Friday, February 18, 2011

What a week for Catholic Press Month

At Catholic newspapers in the United States such as the Catholic Standard & Times, February is Catholic Press Month. It’s a time when Catholic newspapers take stock of their value to society.

Many fewer Catholics are reading the paper than in decades past. But they are reading Catholic news.

Philadelphia became ground zero for the major news story of the past week: current and former priests plus a lay teacher were indicted and arrested in connection with a city grand jury report regarding clergy sexual abuse of minors.

The grand jury released its report on Thursday, Feb. 10. Since the CS&T’s deadline for publishing on Thursday is Tuesday evening, our Feb. 10 issue didn’t have the news.

But our web site had full coverage of the district attorney’s press conference and the early response by the Archdiocese of Philadelphia.

For each of the first two days of coverage almost a thousand visitors hit our web site, more than double the average number for a typical day. Most of them found our coverage through Twitter and Facebook posts and by logging in directly to our site, cst-phl.com (yes we know it’s a clunky URL; we’re working on that).

Today we posted a follow-up story , and the traffic has been equally high.

People wanted to read about this important Catholic news, and they weren’t satisfied with the secular coverage.

They sought out the Catholic perspective on news from a source they have trusted for many years. Now they can find us online and even on their mobile phone: tap us on your cell at cst-phl.com/m.htm

Overall newspaper circulation continues to dwindle and the Catholic press is not immune. But traffic to Catholic news web sites continues to rise. That is true for the Catholic Standard and Times.

It’s also true that this newspaper’s mission to inform, educate and inspire (a three-word tag coined by our former editor, Cardinal John Foley) is as vital today as it was 116 years ago at our founding.

Friday, January 21, 2011

A harsh, revealing light on abortion

This week Philadelphia District Attorney Seth Williams rode to the rescue to human decency and defense of the law. Excellent work by him, his staff and the grand jury's voluminous report alleging murder, conspiracy and a laundry list of crimes coming out of a West Philadelphia abortion clinic.

In case you missed the story, it's an informative if unsettling read.

That Philadelphia and Pennsylvania health and licensing officials turned a blind eye to what can only be termed a chamber of horrors at the Women's Medical Society is tragic enough. If this isn't the agencies' unspoken policy of "don't look and don't touch" an abortion facility, then it has to be gross negligence on the part of agency staff.

Either way, I suspect that this part of the story is only just beginning.

The Archdiocese of Philadelphia in its statement called the goings on at the clinic "abhorrent and intrinsically evil."

It also said: "The report's use of the language of 'infants and babies' for the unborn and the charges of murder underscore our conviction that every child in the womb is created in the image and likeness of God."

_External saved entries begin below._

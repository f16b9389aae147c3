//! In-process ledger store
//!
//! Mirrors the PostgreSQL contract without a database: one async mutex per
//! stock record plays the part of the row lock, and a transaction stages its
//! writes privately until commit publishes them under a single write lock.
//! Used for tests and for embedding the engine without PostgreSQL.

use std::collections::HashMap;
use std::sync::atomic::{AtomicI64, AtomicU32, Ordering};
use std::sync::{Arc, Mutex, RwLock, RwLockReadGuard, RwLockWriteGuard};

use async_trait::async_trait;
use chrono::{DateTime, Utc};
use shared::{AlertFilter, AlertView, NewMovement, StockKey, StockMovement, StockRecord};
use tokio::sync::{Mutex as AsyncMutex, OwnedMutexGuard};
use uuid::Uuid;

use super::{LedgerStore, LedgerTx};
use crate::error::{commit_error, AppError, AppResult};

/// Committed state
#[derive(Default)]
struct State {
    records: HashMap<Uuid, StockRecord>,
    active_keys: HashMap<StockKey, Uuid>,
    movements: HashMap<Uuid, StockMovement>,
    /// Movement ids per record, in ledger order
    ledger: HashMap<Uuid, Vec<Uuid>>,
}

impl State {
    fn active_record(&self, id: Uuid) -> Option<&StockRecord> {
        self.records.get(&id).filter(|r| !r.is_annulled())
    }

    fn movements_of(&self, record_id: Uuid) -> Vec<StockMovement> {
        self.ledger
            .get(&record_id)
            .map(|ids| {
                ids.iter()
                    .filter_map(|id| self.movements.get(id).cloned())
                    .collect()
            })
            .unwrap_or_default()
    }
}

struct Inner {
    state: RwLock<State>,
    record_locks: Mutex<HashMap<Uuid, Arc<AsyncMutex<()>>>>,
    next_sequence: AtomicI64,
    injected_faults: AtomicU32,
    lost_acks: AtomicU32,
}

impl Inner {
    fn read(&self) -> AppResult<RwLockReadGuard<'_, State>> {
        self.state
            .read()
            .map_err(|_| AppError::Internal("ledger state lock poisoned".to_string()))
    }

    fn write(&self) -> AppResult<RwLockWriteGuard<'_, State>> {
        self.state
            .write()
            .map_err(|_| AppError::Internal("ledger state lock poisoned".to_string()))
    }

    fn record_lock(&self, id: Uuid) -> AppResult<Arc<AsyncMutex<()>>> {
        let mut locks = self
            .record_locks
            .lock()
            .map_err(|_| AppError::Internal("record lock table poisoned".to_string()))?;
        Ok(locks.entry(id).or_default().clone())
    }

    /// Consume one injected fault, if any are pending
    fn take_fault(&self) -> bool {
        take_one(&self.injected_faults)
    }

    fn take_lost_ack(&self) -> bool {
        take_one(&self.lost_acks)
    }
}

fn take_one(counter: &AtomicU32) -> bool {
    counter
        .fetch_update(Ordering::SeqCst, Ordering::SeqCst, |n| n.checked_sub(1))
        .is_ok()
}

/// Ledger store kept entirely in memory
#[derive(Clone)]
pub struct MemoryLedgerStore {
    inner: Arc<Inner>,
}

impl Default for MemoryLedgerStore {
    fn default() -> Self {
        Self::new()
    }
}

impl MemoryLedgerStore {
    pub fn new() -> Self {
        Self {
            inner: Arc::new(Inner {
                state: RwLock::new(State::default()),
                record_locks: Mutex::new(HashMap::new()),
                next_sequence: AtomicI64::new(1),
                injected_faults: AtomicU32::new(0),
                lost_acks: AtomicU32::new(0),
            }),
        }
    }

    /// Make the next `count` commits abort before publishing anything, the
    /// way a serialization failure rolls a transaction back
    pub fn inject_transient_faults(&self, count: u32) {
        self.inner.injected_faults.store(count, Ordering::SeqCst);
    }

    /// Make the next `count` commits publish their writes and then report a
    /// dropped connection, as when the server commits but the reply is lost
    pub fn inject_lost_commit_acks(&self, count: u32) {
        self.inner.lost_acks.store(count, Ordering::SeqCst);
    }

    /// Overwrite a record's quantity without touching the ledger.
    ///
    /// Only exists to let reconciliation checks be exercised against drift.
    pub fn corrupt_quantity(&self, id: Uuid, quantity: i64) -> AppResult<()> {
        let mut state = self.inner.write()?;
        let record = state
            .records
            .get_mut(&id)
            .ok_or_else(|| AppError::RecordNotFound(id.to_string()))?;
        record.quantity = quantity;
        Ok(())
    }

    /// Run `f` on an active record while holding its lock
    async fn update_active<F>(&self, id: Uuid, f: F) -> AppResult<StockRecord>
    where
        F: FnOnce(&mut StockRecord),
    {
        let lock = self.inner.record_lock(id)?;
        let _guard = lock.lock().await;

        let mut state = self.inner.write()?;
        let record = state
            .records
            .get_mut(&id)
            .filter(|r| !r.is_annulled())
            .ok_or_else(|| AppError::RecordNotFound(id.to_string()))?;
        f(&mut *record);
        let updated = record.clone();

        if updated.is_annulled() {
            state.active_keys.remove(&updated.key);
        }
        Ok(updated)
    }
}

#[async_trait]
impl LedgerStore for MemoryLedgerStore {
    async fn begin(&self) -> AppResult<Box<dyn LedgerTx>> {
        Ok(Box::new(MemoryTx {
            inner: self.inner.clone(),
            guards: HashMap::new(),
            staged_records: HashMap::new(),
            staged_movements: Vec::new(),
            staged_reversals: Vec::new(),
        }))
    }

    async fn get_record(&self, id: Uuid) -> AppResult<Option<StockRecord>> {
        Ok(self.inner.read()?.records.get(&id).cloned())
    }

    async fn find_record(&self, key: &StockKey) -> AppResult<Option<StockRecord>> {
        let state = self.inner.read()?;
        Ok(state
            .active_keys
            .get(key)
            .and_then(|id| state.records.get(id))
            .cloned())
    }

    async fn create_record(&self, record: StockRecord) -> AppResult<StockRecord> {
        let mut state = self.inner.write()?;
        if state.active_keys.contains_key(&record.key) || state.records.contains_key(&record.id)
        {
            return Err(AppError::DuplicateRecord);
        }
        state.active_keys.insert(record.key, record.id);
        state.records.insert(record.id, record.clone());
        Ok(record)
    }

    async fn annul_record(
        &self,
        id: Uuid,
        actor_id: Uuid,
        at: DateTime<Utc>,
    ) -> AppResult<StockRecord> {
        self.update_active(id, |record| {
            record.annulled_at = Some(at);
            record.annulled_by = Some(actor_id);
            record.modified_at = Some(at);
            record.modified_by = Some(actor_id);
        })
        .await
    }

    async fn set_min_quantity(
        &self,
        id: Uuid,
        min_quantity: i64,
        actor_id: Uuid,
        at: DateTime<Utc>,
    ) -> AppResult<StockRecord> {
        self.update_active(id, |record| {
            record.min_quantity = min_quantity;
            record.modified_at = Some(at);
            record.modified_by = Some(actor_id);
        })
        .await
    }

    async fn get_movement(&self, id: Uuid) -> AppResult<Option<StockMovement>> {
        Ok(self.inner.read()?.movements.get(&id).cloned())
    }

    async fn list_movements(&self, record_id: Uuid) -> AppResult<Vec<StockMovement>> {
        Ok(self.inner.read()?.movements_of(record_id))
    }

    async fn ledger_snapshot(
        &self,
        record_id: Uuid,
    ) -> AppResult<Option<(StockRecord, Vec<StockMovement>)>> {
        let state = self.inner.read()?;
        Ok(state
            .records
            .get(&record_id)
            .map(|record| (record.clone(), state.movements_of(record_id))))
    }

    async fn active_record_ids(&self) -> AppResult<Vec<Uuid>> {
        let state = self.inner.read()?;
        let mut records: Vec<&StockRecord> =
            state.records.values().filter(|r| !r.is_annulled()).collect();
        records.sort_by_key(|r| r.key);
        Ok(records.into_iter().map(|r| r.id).collect())
    }

    async fn scan_alerts(
        &self,
        filter: &AlertFilter,
        after: Option<StockKey>,
        limit: u32,
    ) -> AppResult<Vec<AlertView>> {
        let state = self.inner.read()?;
        let mut views: Vec<AlertView> = state
            .records
            .values()
            .filter(|r| !r.is_annulled())
            .filter(|r| after.map_or(true, |cursor| r.key > cursor))
            .filter_map(AlertView::from_record)
            .filter(|view| filter.matches(view))
            .collect();

        views.sort_by_key(|v| v.key);
        views.truncate(limit as usize);
        Ok(views)
    }

    async fn ping(&self) -> AppResult<()> {
        self.inner.read().map(|_| ())
    }
}

/// An open in-memory transaction
pub struct MemoryTx {
    inner: Arc<Inner>,
    guards: HashMap<Uuid, OwnedMutexGuard<()>>,
    staged_records: HashMap<Uuid, StockRecord>,
    staged_movements: Vec<StockMovement>,
    staged_reversals: Vec<(Uuid, Uuid, DateTime<Utc>)>,
}

impl MemoryTx {
    async fn acquire(&mut self, id: Uuid) -> AppResult<()> {
        if self.guards.contains_key(&id) {
            return Ok(());
        }
        let lock = self.inner.record_lock(id)?;
        let guard = lock.lock_owned().await;
        self.guards.insert(id, guard);
        Ok(())
    }

    /// The record as this transaction sees it, active only
    fn visible_record(&self, id: Uuid) -> AppResult<Option<StockRecord>> {
        if let Some(staged) = self.staged_records.get(&id) {
            return Ok(Some(staged.clone()));
        }
        Ok(self.inner.read()?.active_record(id).cloned())
    }

    fn visible_movement(&self, id: Uuid) -> AppResult<Option<StockMovement>> {
        if let Some(staged) = self.staged_movements.iter().find(|m| m.id == id) {
            return Ok(Some(staged.clone()));
        }
        let mut movement = self.inner.read()?.movements.get(&id).cloned();
        if let Some(m) = movement.as_mut() {
            if let Some((_, by, at)) = self.staged_reversals.iter().find(|(mid, _, _)| *mid == id) {
                m.reversed = true;
                m.reversed_by = Some(*by);
                m.reversed_at = Some(*at);
            }
        }
        Ok(movement)
    }

    fn require_lock(&self, record_id: Uuid) -> AppResult<()> {
        if self.guards.contains_key(&record_id) {
            Ok(())
        } else {
            Err(AppError::Internal(format!(
                "record {} written without holding its lock",
                record_id
            )))
        }
    }
}

#[async_trait]
impl LedgerTx for MemoryTx {
    async fn lock_record(&mut self, key: &StockKey) -> AppResult<Option<StockRecord>> {
        let id = {
            let state = self.inner.read()?;
            state.active_keys.get(key).copied()
        };
        let Some(id) = id else {
            return Ok(None);
        };
        self.acquire(id).await?;
        // The record may have been annulled while we waited for the lock
        Ok(self.visible_record(id)?.filter(|r| r.key == *key))
    }

    async fn lock_record_by_id(&mut self, id: Uuid) -> AppResult<Option<StockRecord>> {
        let active = {
            let state = self.inner.read()?;
            state.active_record(id).is_some()
        };
        if !active {
            return Ok(None);
        }
        self.acquire(id).await?;
        self.visible_record(id)
    }

    async fn lock_movement(&mut self, id: Uuid) -> AppResult<Option<StockMovement>> {
        let record_id = match self.visible_movement(id)? {
            Some(m) => m.record_id,
            None => return Ok(None),
        };
        // Reversal flags only change under the owning record's lock
        self.acquire(record_id).await?;
        self.visible_movement(id)
    }

    async fn update_quantity(
        &mut self,
        record_id: Uuid,
        quantity: i64,
        actor_id: Uuid,
        at: DateTime<Utc>,
    ) -> AppResult<()> {
        self.require_lock(record_id)?;
        let mut record = self
            .visible_record(record_id)?
            .ok_or_else(|| AppError::RecordNotFound(record_id.to_string()))?;
        record.quantity = quantity;
        record.modified_at = Some(at);
        record.modified_by = Some(actor_id);
        self.staged_records.insert(record_id, record);
        Ok(())
    }

    async fn append_movement(&mut self, movement: NewMovement) -> AppResult<StockMovement> {
        self.require_lock(movement.record_id)?;
        let sequence = self.inner.next_sequence.fetch_add(1, Ordering::SeqCst);
        let movement = movement.into_movement(sequence);
        self.staged_movements.push(movement.clone());
        Ok(movement)
    }

    async fn mark_reversed(
        &mut self,
        movement_id: Uuid,
        reversed_by: Uuid,
        at: DateTime<Utc>,
    ) -> AppResult<()> {
        let movement = self
            .visible_movement(movement_id)?
            .ok_or(AppError::MovementNotFound(movement_id))?;
        self.require_lock(movement.record_id)?;
        if movement.reversed {
            return Err(AppError::AlreadyReversed(movement_id));
        }
        self.staged_reversals.push((movement_id, reversed_by, at));
        Ok(())
    }

    async fn commit(self: Box<Self>) -> AppResult<()> {
        if self.inner.take_fault() {
            return Err(AppError::DatabaseError(sqlx::Error::PoolTimedOut));
        }

        let MemoryTx {
            inner,
            guards,
            staged_records,
            staged_movements,
            staged_reversals,
        } = *self;

        {
            let mut state = inner.write()?;
            for (id, record) in staged_records {
                state.records.insert(id, record);
            }
            for movement in staged_movements {
                state
                    .ledger
                    .entry(movement.record_id)
                    .or_default()
                    .push(movement.id);
                state.movements.insert(movement.id, movement);
            }
            for (id, by, at) in staged_reversals {
                if let Some(m) = state.movements.get_mut(&id) {
                    m.reversed = true;
                    m.reversed_by = Some(by);
                    m.reversed_at = Some(at);
                }
            }
        }

        // Locks are released only after the writes are visible
        drop(guards);

        if inner.take_lost_ack() {
            let reset = std::io::Error::from(std::io::ErrorKind::ConnectionReset);
            return Err(commit_error(sqlx::Error::Io(reset)));
        }
        Ok(())
    }
}
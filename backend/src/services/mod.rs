//! Ledger services
//!
//! The engine components, each a thin cloneable handle over a shared
//! [`LedgerStore`](crate::store::LedgerStore).

pub mod alerts;
pub mod ledger;
pub mod reconciliation;
pub mod retry;
pub mod reversal;
pub mod stock;

pub use alerts::{AlertClassifier, AlertPager};
pub use ledger::MovementLedger;
pub use reconciliation::ReconciliationEngine;
pub use reversal::ReversalCoordinator;
pub use stock::StockService;
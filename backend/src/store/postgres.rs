//! PostgreSQL ledger store
//!
//! Per-record serialization comes from `SELECT ... FOR UPDATE` row locks held
//! for the life of the transaction. Writers on different records never touch
//! the same row and do not block each other.

use async_trait::async_trait;
use chrono::{DateTime, Utc};
use shared::{
    AlertFilter, AlertStatus, AlertView, NewMovement, StockKey, StockMovement, StockRecord,
};
use sqlx::{FromRow, PgPool, Postgres, Transaction};
use uuid::Uuid;

use super::{LedgerStore, LedgerTx};
use crate::error::{commit_error, AppError, AppResult};

macro_rules! record_columns {
    () => {
        "id, product_id, branch_id, color_id, brand_id, quantity, min_quantity, \
         created_at, created_by, modified_at, modified_by, annulled_at, annulled_by"
    };
}

macro_rules! movement_columns {
    () => {
        "id, ledger_seq, record_id, kind, delta, quantity_after, reason, actor_id, \
         created_at, reversed, reversed_by, reversed_at, reversal_of"
    };
}

/// Row for the stock_records table
#[derive(Debug, FromRow)]
struct RecordRow {
    id: Uuid,
    product_id: Uuid,
    branch_id: Uuid,
    color_id: Uuid,
    brand_id: Uuid,
    quantity: i64,
    min_quantity: i64,
    created_at: DateTime<Utc>,
    created_by: Uuid,
    modified_at: Option<DateTime<Utc>>,
    modified_by: Option<Uuid>,
    annulled_at: Option<DateTime<Utc>>,
    annulled_by: Option<Uuid>,
}

impl From<RecordRow> for StockRecord {
    fn from(r: RecordRow) -> Self {
        StockRecord {
            id: r.id,
            key: StockKey::new(r.product_id, r.branch_id, r.color_id, r.brand_id),
            quantity: r.quantity,
            min_quantity: r.min_quantity,
            created_at: r.created_at,
            created_by: r.created_by,
            modified_at: r.modified_at,
            modified_by: r.modified_by,
            annulled_at: r.annulled_at,
            annulled_by: r.annulled_by,
        }
    }
}

/// Row for the stock_movements table
#[derive(Debug, FromRow)]
struct MovementRow {
    id: Uuid,
    ledger_seq: i64,
    record_id: Uuid,
    kind: String,
    delta: i64,
    quantity_after: i64,
    reason: String,
    actor_id: Uuid,
    created_at: DateTime<Utc>,
    reversed: bool,
    reversed_by: Option<Uuid>,
    reversed_at: Option<DateTime<Utc>>,
    reversal_of: Option<Uuid>,
}

impl TryFrom<MovementRow> for StockMovement {
    type Error = AppError;

    fn try_from(r: MovementRow) -> Result<Self, Self::Error> {
        let kind = r.kind.parse().map_err(AppError::Internal)?;
        Ok(StockMovement {
            id: r.id,
            sequence: r.ledger_seq,
            record_id: r.record_id,
            kind,
            delta: r.delta,
            quantity_after: r.quantity_after,
            reason: r.reason,
            actor_id: r.actor_id,
            created_at: r.created_at,
            reversed: r.reversed,
            reversed_by: r.reversed_by,
            reversed_at: r.reversed_at,
            reversal_of: r.reversal_of,
        })
    }
}

fn into_movements(rows: Vec<MovementRow>) -> AppResult<Vec<StockMovement>> {
    rows.into_iter().map(StockMovement::try_from).collect()
}

/// Ledger store backed by PostgreSQL
#[derive(Clone)]
pub struct PgLedgerStore {
    db: PgPool,
}

impl PgLedgerStore {
    pub fn new(db: PgPool) -> Self {
        Self { db }
    }

    pub fn pool(&self) -> &PgPool {
        &self.db
    }
}

#[async_trait]
impl LedgerStore for PgLedgerStore {
    async fn begin(&self) -> AppResult<Box<dyn LedgerTx>> {
        let tx = self.db.begin().await?;
        Ok(Box::new(PgLedgerTx { tx }))
    }

    async fn get_record(&self, id: Uuid) -> AppResult<Option<StockRecord>> {
        let row = sqlx::query_as::<_, RecordRow>(concat!(
            "SELECT ",
            record_columns!(),
            " FROM stock_records WHERE id = $1"
        ))
        .bind(id)
        .fetch_optional(&self.db)
        .await?;

        Ok(row.map(StockRecord::from))
    }

    async fn find_record(&self, key: &StockKey) -> AppResult<Option<StockRecord>> {
        let row = sqlx::query_as::<_, RecordRow>(concat!(
            "SELECT ",
            record_columns!(),
            " FROM stock_records
              WHERE product_id = $1 AND branch_id = $2 AND color_id = $3 AND brand_id = $4
                AND annulled_at IS NULL"
        ))
        .bind(key.product_id)
        .bind(key.branch_id)
        .bind(key.color_id)
        .bind(key.brand_id)
        .fetch_optional(&self.db)
        .await?;

        Ok(row.map(StockRecord::from))
    }

    async fn create_record(&self, record: StockRecord) -> AppResult<StockRecord> {
        let row = sqlx::query_as::<_, RecordRow>(concat!(
            "INSERT INTO stock_records
                (id, product_id, branch_id, color_id, brand_id, quantity, min_quantity,
                 created_at, created_by)
             VALUES ($1, $2, $3, $4, $5, $6, $7, $8, $9)
             RETURNING ",
            record_columns!()
        ))
        .bind(record.id)
        .bind(record.key.product_id)
        .bind(record.key.branch_id)
        .bind(record.key.color_id)
        .bind(record.key.brand_id)
        .bind(record.quantity)
        .bind(record.min_quantity)
        .bind(record.created_at)
        .bind(record.created_by)
        .fetch_one(&self.db)
        .await
        .map_err(|e| {
            if let sqlx::Error::Database(db_err) = &e {
                if db_err.is_unique_violation() {
                    return AppError::DuplicateRecord;
                }
            }
            e.into()
        })?;

        Ok(row.into())
    }

    async fn annul_record(
        &self,
        id: Uuid,
        actor_id: Uuid,
        at: DateTime<Utc>,
    ) -> AppResult<StockRecord> {
        let row = sqlx::query_as::<_, RecordRow>(concat!(
            "UPDATE stock_records
             SET annulled_at = $2, annulled_by = $3, modified_at = $2, modified_by = $3
             WHERE id = $1 AND annulled_at IS NULL
             RETURNING ",
            record_columns!()
        ))
        .bind(id)
        .bind(at)
        .bind(actor_id)
        .fetch_optional(&self.db)
        .await?
        .ok_or_else(|| AppError::RecordNotFound(id.to_string()))?;

        Ok(row.into())
    }

    async fn set_min_quantity(
        &self,
        id: Uuid,
        min_quantity: i64,
        actor_id: Uuid,
        at: DateTime<Utc>,
    ) -> AppResult<StockRecord> {
        let row = sqlx::query_as::<_, RecordRow>(concat!(
            "UPDATE stock_records
             SET min_quantity = $2, modified_at = $3, modified_by = $4
             WHERE id = $1 AND annulled_at IS NULL
             RETURNING ",
            record_columns!()
        ))
        .bind(id)
        .bind(min_quantity)
        .bind(at)
        .bind(actor_id)
        .fetch_optional(&self.db)
        .await?
        .ok_or_else(|| AppError::RecordNotFound(id.to_string()))?;

        Ok(row.into())
    }

    async fn get_movement(&self, id: Uuid) -> AppResult<Option<StockMovement>> {
        let row = sqlx::query_as::<_, MovementRow>(concat!(
            "SELECT ",
            movement_columns!(),
            " FROM stock_movements WHERE id = $1"
        ))
        .bind(id)
        .fetch_optional(&self.db)
        .await?;

        row.map(StockMovement::try_from).transpose()
    }

    async fn list_movements(&self, record_id: Uuid) -> AppResult<Vec<StockMovement>> {
        let rows = sqlx::query_as::<_, MovementRow>(concat!(
            "SELECT ",
            movement_columns!(),
            " FROM stock_movements WHERE record_id = $1 ORDER BY ledger_seq"
        ))
        .bind(record_id)
        .fetch_all(&self.db)
        .await?;

        into_movements(rows)
    }

    async fn ledger_snapshot(
        &self,
        record_id: Uuid,
    ) -> AppResult<Option<(StockRecord, Vec<StockMovement>)>> {
        let mut tx = self.db.begin().await?;
        sqlx::query("SET TRANSACTION ISOLATION LEVEL REPEATABLE READ, READ ONLY")
            .execute(&mut *tx)
            .await?;

        let record = sqlx::query_as::<_, RecordRow>(concat!(
            "SELECT ",
            record_columns!(),
            " FROM stock_records WHERE id = $1"
        ))
        .bind(record_id)
        .fetch_optional(&mut *tx)
        .await?;

        let Some(record) = record else {
            return Ok(None);
        };

        let rows = sqlx::query_as::<_, MovementRow>(concat!(
            "SELECT ",
            movement_columns!(),
            " FROM stock_movements WHERE record_id = $1 ORDER BY ledger_seq"
        ))
        .bind(record_id)
        .fetch_all(&mut *tx)
        .await?;

        tx.commit().await?;
        Ok(Some((record.into(), into_movements(rows)?)))
    }

    async fn active_record_ids(&self) -> AppResult<Vec<Uuid>> {
        let ids = sqlx::query_scalar::<_, Uuid>(
            r#"
            SELECT id FROM stock_records
            WHERE annulled_at IS NULL
            ORDER BY branch_id, product_id, color_id, brand_id
            "#,
        )
        .fetch_all(&self.db)
        .await?;

        Ok(ids)
    }

    async fn scan_alerts(
        &self,
        filter: &AlertFilter,
        after: Option<StockKey>,
        limit: u32,
    ) -> AppResult<Vec<AlertView>> {
        if filter.status == Some(AlertStatus::Normal) {
            return Ok(Vec::new());
        }

        // quantity <= min_quantity covers both "bajo" and "agotado" since
        // min_quantity is never negative
        let rows = sqlx::query_as::<_, RecordRow>(concat!(
            "SELECT ",
            record_columns!(),
            " FROM stock_records
              WHERE annulled_at IS NULL
                AND quantity <= min_quantity
                AND ($1::uuid IS NULL OR branch_id = $1)
                AND ($2::uuid IS NULL OR product_id = $2)
                AND ($3::text IS NULL
                     OR ($3 = 'agotado' AND quantity = 0)
                     OR ($3 = 'bajo' AND quantity > 0))
                AND ($4::uuid IS NULL
                     OR (branch_id, product_id, color_id, brand_id)
                        > ($4::uuid, $5::uuid, $6::uuid, $7::uuid))
              ORDER BY branch_id, product_id, color_id, brand_id
              LIMIT $8"
        ))
        .bind(filter.branch_id)
        .bind(filter.product_id)
        .bind(filter.status.map(|s| s.as_str()))
        .bind(after.map(|k| k.branch_id))
        .bind(after.map(|k| k.product_id))
        .bind(after.map(|k| k.color_id))
        .bind(after.map(|k| k.brand_id))
        .bind(i64::from(limit))
        .fetch_all(&self.db)
        .await?;

        Ok(rows
            .into_iter()
            .map(StockRecord::from)
            .filter_map(|record| AlertView::from_record(&record))
            .collect())
    }

    async fn ping(&self) -> AppResult<()> {
        sqlx::query("SELECT 1").execute(&self.db).await?;
        Ok(())
    }
}

/// An open PostgreSQL transaction. Dropping it rolls back.
pub struct PgLedgerTx {
    tx: Transaction<'static, Postgres>,
}

#[async_trait]
impl LedgerTx for PgLedgerTx {
    async fn lock_record(&mut self, key: &StockKey) -> AppResult<Option<StockRecord>> {
        let row = sqlx::query_as::<_, RecordRow>(concat!(
            "SELECT ",
            record_columns!(),
            " FROM stock_records
              WHERE product_id = $1 AND branch_id = $2 AND color_id = $3 AND brand_id = $4
                AND annulled_at IS NULL
              FOR UPDATE"
        ))
        .bind(key.product_id)
        .bind(key.branch_id)
        .bind(key.color_id)
        .bind(key.brand_id)
        .fetch_optional(&mut *self.tx)
        .await?;

        Ok(row.map(StockRecord::from))
    }

    async fn lock_record_by_id(&mut self, id: Uuid) -> AppResult<Option<StockRecord>> {
        let row = sqlx::query_as::<_, RecordRow>(concat!(
            "SELECT ",
            record_columns!(),
            " FROM stock_records WHERE id = $1 AND annulled_at IS NULL FOR UPDATE"
        ))
        .bind(id)
        .fetch_optional(&mut *self.tx)
        .await?;

        Ok(row.map(StockRecord::from))
    }

    async fn lock_movement(&mut self, id: Uuid) -> AppResult<Option<StockMovement>> {
        let row = sqlx::query_as::<_, MovementRow>(concat!(
            "SELECT ",
            movement_columns!(),
            " FROM stock_movements WHERE id = $1 FOR UPDATE"
        ))
        .bind(id)
        .fetch_optional(&mut *self.tx)
        .await?;

        row.map(StockMovement::try_from).transpose()
    }

    async fn update_quantity(
        &mut self,
        record_id: Uuid,
        quantity: i64,
        actor_id: Uuid,
        at: DateTime<Utc>,
    ) -> AppResult<()> {
        let result = sqlx::query(
            r#"
            UPDATE stock_records
            SET quantity = $2, modified_at = $3, modified_by = $4
            WHERE id = $1 AND annulled_at IS NULL
            "#,
        )
        .bind(record_id)
        .bind(quantity)
        .bind(at)
        .bind(actor_id)
        .execute(&mut *self.tx)
        .await?;

        if result.rows_affected() == 0 {
            return Err(AppError::RecordNotFound(record_id.to_string()));
        }
        Ok(())
    }

    async fn append_movement(&mut self, movement: NewMovement) -> AppResult<StockMovement> {
        let row = sqlx::query_as::<_, MovementRow>(concat!(
            "INSERT INTO stock_movements
                (id, record_id, kind, delta, quantity_after, reason, actor_id, created_at,
                 reversal_of)
             VALUES ($1, $2, $3, $4, $5, $6, $7, $8, $9)
             RETURNING ",
            movement_columns!()
        ))
        .bind(movement.id)
        .bind(movement.record_id)
        .bind(movement.kind.as_str())
        .bind(movement.delta)
        .bind(movement.quantity_after)
        .bind(&movement.reason)
        .bind(movement.actor_id)
        .bind(movement.created_at)
        .bind(movement.reversal_of)
        .fetch_one(&mut *self.tx)
        .await?;

        row.try_into()
    }

    async fn mark_reversed(
        &mut self,
        movement_id: Uuid,
        reversed_by: Uuid,
        at: DateTime<Utc>,
    ) -> AppResult<()> {
        let result = sqlx::query(
            r#"
            UPDATE stock_movements
            SET reversed = TRUE, reversed_by = $2, reversed_at = $3
            WHERE id = $1 AND reversed = FALSE
            "#,
        )
        .bind(movement_id)
        .bind(reversed_by)
        .bind(at)
        .execute(&mut *self.tx)
        .await?;

        if result.rows_affected() == 0 {
            return Err(AppError::AlreadyReversed(movement_id));
        }
        Ok(())
    }

    async fn commit(self: Box<Self>) -> AppResult<()> {
        self.tx.commit().await.map_err(commit_error)
    }
}
//! Health check handlers

use axum::{extract::State, Json};
use serde::Serialize;

use crate::AppState;

#[derive(Serialize)]
pub struct HealthResponse {
    pub status: String,
    pub version: String,
    pub database: String,
}

/// Health check endpoint handler
pub async fn health_check(State(state): State<AppState>) -> Json<HealthResponse> {
    let database = match state.store.ping().await {
        Ok(()) => "connected",
        Err(err) => {
            tracing::warn!(error = %err, "Health check could not reach the store");
            "disconnected"
        }
    };

    Json(HealthResponse {
        status: "healthy".to_string(),
        version: env!("CARGO_PKG_VERSION").to_string(),
        database: database.to_string(),
    })
}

That's the real eye-opener in this case: murder charges on the clinic's only licensed physician, Kermit B. Gosnell, extend to the killing of children at an abortion clinic.

That is what happens with an abortion -- a child dies. Of course, it is illegal to abort a child after a certain point of gestation, thanks to Pennsylvania's Abortion Control Act. But at any stage, it is killing an innocent human life. No matter what one chooses to call that life (baby, fetus, clump of tissue).

The heinous part of this story is that the babies were delivered alive then killed. But if they were several weeks earlier in their term and killed by chemical or mechanical means, the act would be legal.

This story shines a bright and inescapable light on abortion: the practice, legal or not, destroys a living human child.

The case against this particular abortion doctor and his clinic indicts the abortion industry and its legal underpinnings. It is an industry built on the death of the human family's most innocent and needing of protection, our children.

The other victims are the women who feel compelled to seek an abortion. They are particularly vulnerable and need social support and the care of medical professionals. No one deserves to be exploited as the women appear to have been in this case.

They deserve the support of a close-knit community and, if they become pregnant, a quantum leap in safe, professional prenatal medical care and postnatal professional services, including adoption services.

The quandary over abortion in this country has to resolve those two points: preventing the death through abortion of children at any stage of gestation, and supporting the women who experience an unexpected preganancy.

Resolving those goals remains the work of millions of committed people in this country who never again want to witness murdered children and maimed women as a result of abortion, legal or not.